AI is practically built for e-commerce image editing (thank you MIT, Google, Microsoft, and Adobe)
If you’re not already using AI to work smarter, you’re falling behind. Automation is one of the greatest efficiencies to be found in any workflow, and that’s especially true in expensive yet repetitive work like product photography, outsource photo editing, and post-production.
In fact, today’s AI are nearly perfectly aligned with e-commerce image editing needs. Why?
- The best minds in tech are intensely focused on AI image analysis
- Standard input + standard output = actionable exploits
- You can use the cloud to autoscale AI
Before I awe (or bore) you, here’s some quick background on what Pixelz is already doing with AI. It’s not just theory to us, or something to look at in the future. The development of AI is driving our company—it was key to our recent round of Series A funding—and has been for a long time.
Pixelz is 20% automated (and will be 50% by 2019).
Update 2021: Pixelz photo retouching service is now 64% automated.
We’re deep believers in standardization, automation, and quality prioritization. Why? Because lean production has proven time and time again that it produces better quality, faster, and more efficiently in virtually every industry.
That’s why we built S.A.W.™, a Photoshop assembly line for product image editing. S.A.W.™ breaks image editing down into small steps that are completed by a blend of specialist human editors, AI, and scripts.

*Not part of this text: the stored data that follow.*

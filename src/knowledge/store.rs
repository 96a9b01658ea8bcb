//! Passage Store - rusqlite 기반 패시지 메타데이터 저장소
//!
//! 수집된 문서 청크(패시지)와 출처 메타데이터를 저장합니다.
//! 저장 위치: ~/.tijuca-guia/passages.db

use std::path::{Path, PathBuf};
use std::sync::{Arc, Mutex};

use anyhow::{Context, Result};
use chrono::{DateTime, Utc};
use rusqlite::{params, Connection, OpenFlags};
use serde::{Deserialize, Serialize};

// ============================================================================
// Types
// ============================================================================

/// 저장된 패시지
///
/// 수집 시점에 생성되고 이후 절대 변경되지 않습니다.
#[derive(Debug, Clone, Serialize, Deserialize)]
pub struct Passage {
    /// 전역 고유 ID (UUID v4)
    pub id: String,
    /// 패시지 텍스트
    pub text: String,
    /// 원본 파일명
    pub source_file: String,
    /// 파일 내 순번 (1-based, 인용 표기용)
    pub part_index: i32,
    /// 파일의 전체 패시지 수
    pub total_parts: i32,
    /// 원본 문서 길이 (문자 수)
    pub char_length: usize,
    /// 수집 시각
    pub ingested_at: DateTime<Utc>,
}

/// 저장소 통계
#[derive(Debug, Clone, Serialize)]
pub struct StoreStats {
    pub passage_count: usize,
    pub source_file_count: usize,
    pub total_text_bytes: usize,
    pub db_path: PathBuf,
}

// ============================================================================
// PassageStore
// ============================================================================

/// Passage Store - 동기 패시지 저장소
///
/// SQLite 기반 패시지 저장 및 조회를 제공합니다.
/// 수집 중에만 추가되고 서비스 중에는 읽기 전용입니다.
pub struct PassageStore {
    conn: Arc<Mutex<Connection>>,
    db_path: PathBuf,
}

impl PassageStore {
    /// 저장소 열기 (없으면 생성)
    pub fn open(path: &Path) -> Result<Self> {
        // 부모 디렉토리 생성
        if let Some(parent) = path.parent() {
            if !parent.exists() {
                std::fs::create_dir_all(parent)
                    .context("Failed to create database directory")?;
            }
        }

        let conn = Connection::open_with_flags(
            path,
            OpenFlags::SQLITE_OPEN_READ_WRITE
                | OpenFlags::SQLITE_OPEN_CREATE
                | OpenFlags::SQLITE_OPEN_NO_MUTEX,
        )
        .context("Failed to open SQLite database")?;

        let store = Self {
            conn: Arc::new(Mutex::new(conn)),
            db_path: path.to_path_buf(),
        };

        store.initialize()?;
        Ok(store)
    }

    /// DB 경로 반환
    pub fn db_path(&self) -> &Path {
        &self.db_path
    }

    /// 스키마 초기화
    fn initialize(&self) -> Result<()> {
        let conn = self.conn.lock().map_err(|e| anyhow::anyhow!("Lock error: {}", e))?;

        conn.execute(
            "CREATE TABLE IF NOT EXISTS passages (
                id TEXT PRIMARY KEY,
                text TEXT NOT NULL,
                source_file TEXT NOT NULL,
                part_index INTEGER NOT NULL,
                total_parts INTEGER NOT NULL,
                char_length INTEGER NOT NULL,
                ingested_at TEXT NOT NULL
            )",
            [],
        )
        .context("Failed to create passages table")?;

        conn.execute(
            "CREATE INDEX IF NOT EXISTS idx_passages_source ON passages(source_file)",
            [],
        )
        .context("Failed to create source_file index")?;

        tracing::debug!("Passage store initialized at {:?}", self.db_path);
        Ok(())
    }

    /// 패시지 배치 저장
    pub fn insert_batch(&self, passages: &[Passage]) -> Result<usize> {
        let mut conn = self.conn.lock().map_err(|e| anyhow::anyhow!("Lock error: {}", e))?;

        let tx = conn.transaction().context("Failed to start transaction")?;
        for passage in passages {
            tx.execute(
                "INSERT INTO passages
                    (id, text, source_file, part_index, total_parts, char_length, ingested_at)
                 VALUES (?1, ?2, ?3, ?4, ?5, ?6, ?7)",
                params![
                    passage.id,
                    passage.text,
                    passage.source_file,
                    passage.part_index,
                    passage.total_parts,
                    passage.char_length as i64,
                    passage.ingested_at.to_rfc3339(),
                ],
            )
            .context("Failed to insert passage")?;
        }
        tx.commit().context("Failed to commit passages")?;

        tracing::info!("Inserted {} passages", passages.len());
        Ok(passages.len())
    }

    /// ID로 패시지 조회
    pub fn get(&self, id: &str) -> Result<Option<Passage>> {
        let conn = self.conn.lock().map_err(|e| anyhow::anyhow!("Lock error: {}", e))?;

        let mut stmt = conn.prepare(
            "SELECT id, text, source_file, part_index, total_parts, char_length, ingested_at
             FROM passages WHERE id = ?1",
        )?;

        let passage = stmt.query_row(params![id], row_to_passage).ok();
        Ok(passage)
    }

    /// 패시지 목록 조회 (최근 수집 순)
    pub fn list(&self, limit: usize) -> Result<Vec<Passage>> {
        let conn = self.conn.lock().map_err(|e| anyhow::anyhow!("Lock error: {}", e))?;

        let mut stmt = conn.prepare(
            "SELECT id, text, source_file, part_index, total_parts, char_length, ingested_at
             FROM passages
             ORDER BY ingested_at DESC, part_index ASC
             LIMIT ?1",
        )?;

        let passages = stmt
            .query_map(params![limit as i64], row_to_passage)?
            .filter_map(|r| r.ok())
            .collect();

        Ok(passages)
    }

    /// 패시지 개수
    pub fn count(&self) -> Result<usize> {
        let conn = self.conn.lock().map_err(|e| anyhow::anyhow!("Lock error: {}", e))?;

        let count: i64 = conn
            .query_row("SELECT COUNT(*) FROM passages", [], |row| row.get(0))
            .unwrap_or(0);

        Ok(count as usize)
    }

    /// 전체 삭제 (명시적 재수집 시에만 사용)
    pub fn purge(&self) -> Result<usize> {
        let conn = self.conn.lock().map_err(|e| anyhow::anyhow!("Lock error: {}", e))?;

        let removed = conn.execute("DELETE FROM passages", [])?;
        if removed > 0 {
            tracing::info!("Purged {} passages", removed);
        }

        Ok(removed)
    }

    /// 저장소 통계
    pub fn stats(&self) -> Result<StoreStats> {
        let conn = self.conn.lock().map_err(|e| anyhow::anyhow!("Lock error: {}", e))?;

        let count: i64 = conn
            .query_row("SELECT COUNT(*) FROM passages", [], |row| row.get(0))
            .unwrap_or(0);

        let sources: i64 = conn
            .query_row(
                "SELECT COUNT(DISTINCT source_file) FROM passages",
                [],
                |row| row.get(0),
            )
            .unwrap_or(0);

        let total_size: i64 = conn
            .query_row(
                "SELECT COALESCE(SUM(LENGTH(text)), 0) FROM passages",
                [],
                |row| row.get(0),
            )
            .unwrap_or(0);

        Ok(StoreStats {
            passage_count: count as usize,
            source_file_count: sources as usize,
            total_text_bytes: total_size as usize,
            db_path: self.db_path.clone(),
        })
    }
}

// ============================================================================
// Helper Functions
// ============================================================================

fn row_to_passage(row: &rusqlite::Row<'_>) -> rusqlite::Result<Passage> {
    Ok(Passage {
        id: row.get(0)?,
        text: row.get(1)?,
        source_file: row.get(2)?,
        part_index: row.get(3)?,
        total_parts: row.get(4)?,
        char_length: row.get::<_, i64>(5)? as usize,
        ingested_at: parse_datetime(row.get::<_, String>(6)?),
    })
}

/// RFC3339 문자열을 DateTime<Utc>로 파싱
fn parse_datetime(s: String) -> DateTime<Utc> {
    DateTime::parse_from_rfc3339(&s)
        .map(|dt| dt.with_timezone(&Utc))
        .unwrap_or_else(|_| Utc::now())
}

// ============================================================================
// Tests
// ============================================================================

#[cfg(test)]
mod tests {
    use super::*;
    use tempfile::TempDir;
    use uuid::Uuid;

    fn create_test_store() -> (TempDir, PassageStore) {
        let dir = TempDir::new().unwrap();
        let db_path = dir.path().join("test.db");
        let store = PassageStore::open(&db_path).unwrap();
        (dir, store)
    }

    fn test_passage(part_index: i32, total: i32) -> Passage {
        Passage {
            id: Uuid::new_v4().to_string(),
            text: format!("Trecho {} do plano de manejo do parque", part_index),
            source_file: "PlanoManejo.pdf".to_string(),
            part_index,
            total_parts: total,
            char_length: 4200,
            ingested_at: Utc::now(),
        }
    }

    #[test]
    fn test_insert_and_get() {
        let (_dir, store) = create_test_store();

        let passage = test_passage(1, 3);
        let id = passage.id.clone();
        store.insert_batch(&[passage]).unwrap();

        let retrieved = store.get(&id).unwrap();
        assert!(retrieved.is_some());

        let retrieved = retrieved.unwrap();
        assert_eq!(retrieved.source_file, "PlanoManejo.pdf");
        assert_eq!(retrieved.part_index, 1);
        assert_eq!(retrieved.total_parts, 3);
    }

    #[test]
    fn test_count_and_list() {
        let (_dir, store) = create_test_store();

        let passages: Vec<Passage> = (1..=5).map(|i| test_passage(i, 5)).collect();
        store.insert_batch(&passages).unwrap();

        assert_eq!(store.count().unwrap(), 5);

        let listed = store.list(3).unwrap();
        assert_eq!(listed.len(), 3);
    }

    #[test]
    fn test_purge() {
        let (_dir, store) = create_test_store();

        store.insert_batch(&[test_passage(1, 1)]).unwrap();
        assert_eq!(store.count().unwrap(), 1);

        let removed = store.purge().unwrap();
        assert_eq!(removed, 1);
        assert_eq!(store.count().unwrap(), 0);
    }

    #[test]
    fn test_stats() {
        let (_dir, store) = create_test_store();

        store
            .insert_batch(&[test_passage(1, 2), test_passage(2, 2)])
            .unwrap();

        let stats = store.stats().unwrap();
        assert_eq!(stats.passage_count, 2);
        assert_eq!(stats.source_file_count, 1);
        assert!(stats.total_text_bytes > 0);
    }
}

In fact, 20% of our image editing is automated—and that’s steadily increasing.
As our CEO, Thomas Kragelund, recently told Forbes, “We estimate 50% of our post-production will be automated by 2019, which is possible because we’ve been analyzing a massive amount of data. We’ve been tracking our Photoshop activity for years — all retouching happens in our proprietary Photoshop extension — so we’ve got data on millions of images, and that knowledge guides us. Image editing is complex, but breaking it down into hundreds of microsteps allows us to train AI precisely. The data practically makes decisions for us, and that’s extremely exciting.”
So how does it work? How can AI be integrated into post-production?
First, you need something like S.A.W.™. Because we break image editing down into component steps, we’re able to isolate individual processes and train intelligences to contained tasks. Controlling the input is critical: it limits exceptions and other “special” cases that are difficult for an AI to handle—just like humans.
For example, in a product photo the product is usually in the center of the image, and we typically have an idea what kind of product a customer will be uploading. That makes it much easier to train an AI to draw a mask around the product. We also can use humans to identify edges before sending to the AI, and to validate results immediately after a step is completed—further training the AI.
Let’s start with a real life example.
Using AI to remove moles (It works! But nobody wants it...)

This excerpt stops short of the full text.